19 JUNE 2004, Page 47

Murder most foul

Simon Hoggart

Dead Ringers (BBC2) was on sparkling form this week, champagne laced with strychnine: 'On Channel 4 on Tuesday, it's Big Brother, followed by Sex with Strangers and then Eurotrash. You'll need a shower afterwards, but you still won't feel clean.'

I have to declare an interest in True Crime: Who Killed the Pageant Queen? (ITV) since it was made by a friend of mine, Mike Tracey, who runs the department of journalism at the University of Colorado. This is based in Boulder, the town where the murder took place. To recap: JonBenet Ramsey was a little girl whose wealthy parents entered her in child beauty competitions. She was horribly murdered at home on Christmas night 1996. The police didn't find any evidence of a break-in, so concluded, on the basis of no positive evidence, that someone in the family had killed the girl. The Ramseys, who do seem slightly cold fish, hid behind lawyers rather than doing the anguished breast-baring expected on American television, and the public quickly agreed with the police. (There may also be an element of snobbery here: Boulder is a wealthy, sophisticated place: they think child beauty contests are vulgar and hick, which of course they are.) Anyhow, Tracey was so appalled by the American media treatment of the case, which consisted largely of hounding the already desperate Ramseys, that he decided to hire detectives and investigate the killing himself. The story has been told in a short series of documentaries of which this is the latest. It turns out that there is ample evidence of a break-in, and a number of very obvious suspects, all of whom were ignored by police. A new team of detectives is on the case, and this week Tracey asserted, rather convincingly I thought, that there had been two men involved in the murder. One has been shot dead by the other, who is now on the run.
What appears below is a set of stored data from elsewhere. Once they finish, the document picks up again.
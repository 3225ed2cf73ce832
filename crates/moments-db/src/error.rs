use moments_types::ValidationError;
use thiserror::Error;

#[derive(Debug, Error)]
pub enum DbError {
    #[error(transparent)]
    Validation(#[from] ValidationError),

    #[error("{0} not found")]
    NotFound(String),

    #[error("expected {expected} affected row(s), got {actual}")]
    RowCount { expected: usize, actual: usize },

    #[error("batch insert requires at least one row")]
    EmptyBatch,

    #[error("media set spans moments {first} and {other}")]
    MixedParents { first: i64, other: i64 },

    #[error("database lock poisoned")]
    LockPoisoned,

    #[error("corrupt row: {0}")]
    Corrupt(String),

    #[error(transparent)]
    Sqlite(#[from] rusqlite::Error),
}

/// Coarse discriminant callers branch on when mapping failures outward.
#[derive(Debug, Clone, Copy, PartialEq, Eq)]
pub enum ErrorCategory {
    /// Rejected before any statement was issued.
    Validation,
    /// Exactly-one semantics violated because nothing matched.
    NotFound,
    /// Affected-row mismatch or a constraint the database refused.
    Conflict,
    /// Connection, statement or row decoding failure.
    Database,
    /// The caller broke the calling contract.
    Misuse,
}

impl DbError {
    pub fn category(&self) -> ErrorCategory {
        match self {
            Self::Validation(_) => ErrorCategory::Validation,
            Self::NotFound(_) => ErrorCategory::NotFound,
            Self::RowCount { .. } => ErrorCategory::Conflict,
            Self::EmptyBatch | Self::MixedParents { .. } => ErrorCategory::Misuse,
            Self::Sqlite(e) if is_constraint_violation(e) => ErrorCategory::Conflict,
            Self::LockPoisoned | Self::Corrupt(_) | Self::Sqlite(_) => ErrorCategory::Database,
        }
    }
}

fn is_constraint_violation(e: &rusqlite::Error) -> bool {
    matches!(
        e,
        rusqlite::Error::SqliteFailure(err, _) if err.code == rusqlite::ErrorCode::ConstraintViolation
    )
}
//! Field predicates run by the entity constructors.
//!
//! Axis ranges follow the stored data: latitude spans [-180, 180] and
//! longitude spans [-90, 90]. This is the reverse of geographic convention and
//! is kept as-is so existing rows stay valid.

use chrono::{DateTime, Utc};

use crate::error::ValidationError;
use crate::models::{Location, MediaType};

pub const USER_ID_MIN: usize = 6;
pub const USER_ID_MAX: usize = 64;
pub const MESSAGE_MAX: usize = 256;
pub const LATITUDE_LIMIT: f64 = 180.0;
pub const LONGITUDE_LIMIT: f64 = 90.0;

pub fn user_id(id: &str) -> Result<(), ValidationError> {
    let len = id.chars().count();
    if len == 0 {
        return Err(ValidationError::UserIdEmpty);
    }
    if len < USER_ID_MIN {
        return Err(ValidationError::UserIdTooShort { min: USER_ID_MIN, len });
    }
    if len > USER_ID_MAX {
        return Err(ValidationError::UserIdTooLong { max: USER_ID_MAX, len });
    }
    Ok(())
}

pub fn moment_id(id: i64) -> Result<(), ValidationError> {
    if id < 1 {
        return Err(ValidationError::InvalidMomentId(id));
    }
    Ok(())
}

pub fn media_type(raw: i64) -> Result<MediaType, ValidationError> {
    match raw {
        0 => Ok(MediaType::None),
        1 => Ok(MediaType::Image),
        2 => Ok(MediaType::Video),
        3 => Ok(MediaType::Other),
        _ => Err(ValidationError::InvalidMediaType(raw)),
    }
}

pub fn message(text: &str) -> Result<(), ValidationError> {
    let len = text.chars().count();
    if len > MESSAGE_MAX {
        return Err(ValidationError::MessageTooLong { max: MESSAGE_MAX, len });
    }
    Ok(())
}

pub fn media_dir(kind: MediaType, dir: &str) -> Result<(), ValidationError> {
    match (kind, dir.is_empty()) {
        (MediaType::None, false) => Err(ValidationError::NoMediaTypeHasDir),
        (MediaType::None, true) => Ok(()),
        (other, true) => Err(ValidationError::MediaTypeMissingDir(other as u8)),
        (_, false) => Ok(()),
    }
}

pub fn find_date(found: bool, date: Option<&DateTime<Utc>>) -> Result<(), ValidationError> {
    match (found, date) {
        (false, Some(_)) => Err(ValidationError::NotFoundHasDate),
        (true, None) => Err(ValidationError::FoundMissingDate),
        _ => Ok(()),
    }
}

pub fn share_all(all: bool, recipient_id: &str) -> Result<(), ValidationError> {
    match (all, recipient_id.is_empty()) {
        (true, false) => Err(ValidationError::ShareAllHasRecipient),
        (false, true) => Err(ValidationError::ShareMissingRecipient),
        _ => Ok(()),
    }
}

pub fn latitude(value: f64) -> Result<(), ValidationError> {
    // NaN fails the range check too
    if !(-LATITUDE_LIMIT..=LATITUDE_LIMIT).contains(&value) {
        return Err(ValidationError::LatitudeOutOfRange(value));
    }
    Ok(())
}

pub fn longitude(value: f64) -> Result<(), ValidationError> {
    if !(-LONGITUDE_LIMIT..=LONGITUDE_LIMIT).contains(&value) {
        return Err(ValidationError::LongitudeOutOfRange(value));
    }
    Ok(())
}

pub fn public_hidden(public: bool, hidden: bool) -> Result<(), ValidationError> {
    if !public && hidden {
        return Err(ValidationError::PublicHiddenCombination);
    }
    Ok(())
}

pub fn location(loc: Option<&Location>) -> Result<&Location, ValidationError> {
    loc.ok_or(ValidationError::MissingLocation)
}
But the film isn't merely a Police Gazette, penny-dreadful shocker. It is an implied reproach to the American media, particularly to shock television, which finds its victims and squeezes them like a particularly malign boa constrictor. The Ramseys, having lost their cherished daughter, are now suffering a second assassination by TV: they have moved to the frozen wastes of Michigan, where they are almost destitute.

Who's this? 'He would come up and say, "Well done, boys, you did really well," after every gig. You got the impression he sort of meant it. He was slightly sleazy. At the same time he seemed very genuine as well, you know .. . '

Unmistakably Tony Blair, and my favourite part of In Search of Tony Blair (Channel 4), when members of Jaded, a rock group he briefly managed in Richmond, Surrey, were brought together to remember him. One of them demonstrated the way our Prime Minister walked at the time, arms swinging, legs flailing, like a goose-step performed by a marionette.

To be sure, there wasn't an awful lot new here, though it was painted in a more lurid light than we are used to. He isn't just religious; if this programme is right, he's something of a nut. The relationship with Gordon Brown is far worse than anyone imagined. Blair was a mother's boy (`She wrapped him in an emotional blanket, and when she died the blanket was suddenly whipped away'). Mother has been replaced by Cherie. (He's never been able to free himself from the Cherie web.') The other day I bumped into a Labour MP who assured me that the Prime Minister had gone 'mad, barking mad'. And this seems to be the new revisionist approach to Blair: that he is in the grip of forces — mainly religion and unrequited mother love — which he can barely control. Or as the presenter, the biographer Anthony Seldon, put it, 'He is left with just two core relationships — one with Cherie, his wife, and one with God, his maker.' Scary if true, huh?

But it was a curious programme. It was presented as if it were not a documentary about Blair, but about Seldon's search for Blair, so the camera followed him as if recording the quest rather than the man. Seldon sat in one corner of the screen, rather toad-like, speaking to an unseen interviewer. It was rather distracting, especially as we are interested in Blair, but not particularly interested in Seldon.

The original American version of Queer Eye for the Straight Guy (Channel 4) has started here. A clutch of very camp gay men provided a life makeover for a very straight straight man, called, aptly enough, Butch.

I suppose we straights should get used to seeing our way of life, speech and mannerisms pilloried in this stereotypical way. Not all straights live in total squalor or buy their clothes from Oxfam or have fridges containing only canned beer and mould. Nor is it just about sexuality; we have our own straight culture, involving more than just the barbecues and football of popular myth. I thought that QEFTSG was quite interesting, but not very interesting. Programmes about releasing your inner gay are probably more fascinating for already out gays.